Well, even a few blacks thought that this made it sound as though black people shouldn't believe in science or be on time.
So the museum took the list down.
But the point is this.
Blacks at the Smithsonian were complaining about what they called white culture.
Anything distinctly white is oppressive.
And therefore bad.
And this is a perfect complement to what the Hispanic professor Christina Beltran wrote in the Washington Post.
Everything that is bad is white.
So if it's white, it's bad.
And if it's bad, it's got to be white.
No wonder Joe Biden is so worried about white people.
One of the first things that he did was lift Donald Trump's ban on teaching critical race theory.
This means government employees will once again be taught that all white people are intrinsically bigoted.
Mr. Biden said he had to lift the ban because of the unbearable costs of systemic racism.
He also issued this executive order on advancing racial equity and support for underserved communities through the federal government.
It says: Everything the government does has to be racially conscious because our nation deserves an ambitious, whole-of-government equity agenda.

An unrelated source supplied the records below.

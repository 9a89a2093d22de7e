//! Collaboration transport layer.
//!
//! Owns the WebSocket listener and every socket task:
//! - Connection lifecycle (open, frame, close)
//! - Optional shared-token handshake
//! - Heartbeat pings and stale connection detection
//! - Draining each connection's bounded outbox
//!
//! Session semantics live behind the `EventHandler` trait.

pub mod client;
pub mod server;

pub use client::{ClientConnection, ConnectionHandle, ConnectionId};
pub use server::{AuthConfig, EventHandler, TransportConfig, TransportError, TransportServer};
//! PostgreSQL-backed store.

use chrono::{DateTime, Utc};
use tokio_postgres::{Client, NoTls};
use tracing::{info, warn};

use crate::{FieldKey, FieldStore, StoreError, StoredField};

const MIGRATIONS: &str = "
    CREATE TABLE IF NOT EXISTS field_values (
        entity_id   TEXT NOT NULL,
        field_id    TEXT NOT NULL,
        value       TEXT NOT NULL,
        updated_by  TEXT,
        updated_at  TIMESTAMPTZ NOT NULL DEFAULT now(),
        UNIQUE (entity_id, field_id)
    );
";

pub struct PostgresFieldStore {
    client: Client,
}

impl PostgresFieldStore {
    /// Connect using a libpq-style connection string.
    ///
    /// The connection driver runs on its own task; if it dies, later calls
    /// fail with [`StoreError::Postgres`].
    pub async fn connect(conn_str: &str) -> Result<Self, StoreError> {
        let (client, connection) = tokio_postgres::connect(conn_str, NoTls).await?;

        tokio::spawn(async move {
            if let Err(e) = connection.await {
                warn!("Field store connection error: {e}");
            }
        });

        info!("Connected to PostgreSQL field store");
        Ok(Self { client })
    }
}

impl FieldStore for PostgresFieldStore {
    fn backend(&self) -> &'static str {
        "postgres"
    }

    async fn init(&self) -> Result<(), StoreError> {
        self.client.batch_execute(MIGRATIONS).await?;
        Ok(())
    }

    async fn upsert_field_value(
        &self,
        key: &FieldKey,
        value: &str,
        writer: Option<&str>,
    ) -> Result<StoredField, StoreError> {
        let row = self
            .client
            .query_one(
                "INSERT INTO field_values (entity_id, field_id, value, updated_by, updated_at)
                 VALUES ($1, $2, $3, $4, now())
                 ON CONFLICT (entity_id, field_id) DO UPDATE SET
                     value = EXCLUDED.value,
                     updated_by = EXCLUDED.updated_by,
                     updated_at = EXCLUDED.updated_at
                 RETURNING updated_at",
                &[&key.entity_id, &key.field_id, &value, &writer],
            )
            .await?;
        let updated_at: DateTime<Utc> = row.try_get(0)?;
        Ok(StoredField {
            value: value.to_string(),
            updated_by: writer.map(str::to_string),
            updated_at,
        })
    }

    async fn restore_field_value(
        &self,
        key: &FieldKey,
        prior: Option<&StoredField>,
    ) -> Result<(), StoreError> {
        match prior {
            Some(row) => {
                self.client
                    .execute(
                        "INSERT INTO field_values (entity_id, field_id, value, updated_by, updated_at)
                         VALUES ($1, $2, $3, $4, $5)
                         ON CONFLICT (entity_id, field_id) DO UPDATE SET
                             value = EXCLUDED.value,
                             updated_by = EXCLUDED.updated_by,
                             updated_at = EXCLUDED.updated_at",
                        &[&key.entity_id, &key.field_id, &row.value, &row.updated_by, &row.updated_at],
                    )
                    .await?;
            }
            None => {
                self.client
                    .execute(
                        "DELETE FROM field_values WHERE entity_id = $1 AND field_id = $2",
                        &[&key.entity_id, &key.field_id],
                    )
                    .await?;
            }
        }
        Ok(())
    }

    async fn field_value(&self, key: &FieldKey) -> Result<Option<StoredField>, StoreError> {
        let row = self
            .client
            .query_opt(
                "SELECT value, updated_by, updated_at FROM field_values
                 WHERE entity_id = $1 AND field_id = $2",
                &[&key.entity_id, &key.field_id],
            )
            .await?;
        row.map(|row| -> Result<StoredField, StoreError> {
            Ok(StoredField {
                value: row.try_get(0)?,
                updated_by: row.try_get(1)?,
                updated_at: row.try_get(2)?,
            })
        })
        .transpose()
    }
}
impl FieldStore for SlowStore {
    fn backend(&self) -> &'static str {
        "slow"
    }

    async fn upsert_field_value(
        &self,
        key: &FieldKey,
        value: &str,
        writer: Option<&str>,
    ) -> Result<StoredField, StoreError> {
        if let Some(delay) = self.delays.get(value) {
            tokio::time::sleep(*delay).await;
        }
        self.inner.upsert_field_value(key, value, writer).await
    }

    async fn restore_field_value(&self, key: &FieldKey, prior: Option<&StoredField>) -> Result<(), StoreError> {
        self.inner.restore_field_value(key, prior).await
    }

    async fn field_value(&self, key: &FieldKey) -> Result<Option<StoredField>, StoreError> {
        self.inner.field_value(key).await
    }
}

/// Store whose writes run on a blocking thread, the way `SqliteFieldStore`
/// does. Dropping the caller's future does not stop a write in flight.
#[derive(Default)]
struct DetachedStore {
    values: Arc<Mutex<HashMap<FieldKey, StoredField>>>,
    delays: HashMap<String, Duration>,
}

impl FieldStore for DetachedStore {
    fn backend(&self) -> &'static str {
        "detached"
    }

    async fn upsert_field_value(
        &self,
        key: &FieldKey,
        value: &str,
        writer: Option<&str>,
    ) -> Result<StoredField, StoreError> {
        let stored = StoredField {
            value: value.to_string(),
            updated_by: writer.map(str::to_string),
            updated_at: Utc::now(),
        };
        let delay = self.delays.get(value).copied();
        let values = self.values.clone();
        let key = key.clone();
        let row = stored.clone();
        tokio::task::spawn_blocking(move || {
            if let Some(delay) = delay {
                std::thread::sleep(delay);
            }
            values.lock().insert(key, row);
        })
        .await?;
        Ok(stored)
    }

    async fn restore_field_value(&self, key: &FieldKey, prior: Option<&StoredField>) -> Result<(), StoreError> {
        let mut values = self.values.lock();
        match prior {
            Some(row) => values.insert(key.clone(), row.clone()),
            None => values.remove(key),
        };
        Ok(())
    }

    async fn field_value(&self, key: &FieldKey) -> Result<Option<StoredField>, StoreError> {
        Ok(self.values.lock().get(key).cloned())
    }
}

Equity. Watch out for that word.
As Kamala Harris explained in a campaign ad, equitable treatment means we all end up at the same place.
Equal opportunity isn't good enough.
Equality merely means everyone gets the same chance.
Everyone gets a box.
Equity means the government may decide to take away your box and give it to someone else.
And as a practical matter, this means discrimination against white people.
When Mr. Biden announced plans to help businesses hit by COVID, he said, our priority will be black, Latino, Asian, and Native American-owned small businesses, women-owned businesses.
Well, who gets left out?
So, is the problem white supremacists?
Trump supporters or white people?
I keep going back to that Washington Post article and the Smithsonian.
Whatever is bad is white, and whatever is white is bad.
That is the message that we get from government, schools, churches, and certainly the media.
And what do we find at the heart of whiteness?
Race, racism, and white privilege.
A nation's a government and its institution should represent its people.
Ours don't represent us.
Joe Biden says whites are the problem.
And his executive order, one of the first things he did, will stick it to them.
The president looks like us, but he doesn't speak for us.
He speaks against us.
And he is paving the way for a new America in which not even the old symbols will remain.
This summer, remember, 30 statues of Christopher Columbus came down because Columbus was the first white man to come here.
Pretty soon, you'll be carrying a piece of paper in your wallet that's meant to remind you just how bad white people are.
And what do you think it's going to be like when whites are a minority?
You have a passport and you pay taxes, but if you're white, you're a stateless person, like the Kurds or the Palestinians.
The flag is the same, and so is the Constitution, but it's a different country.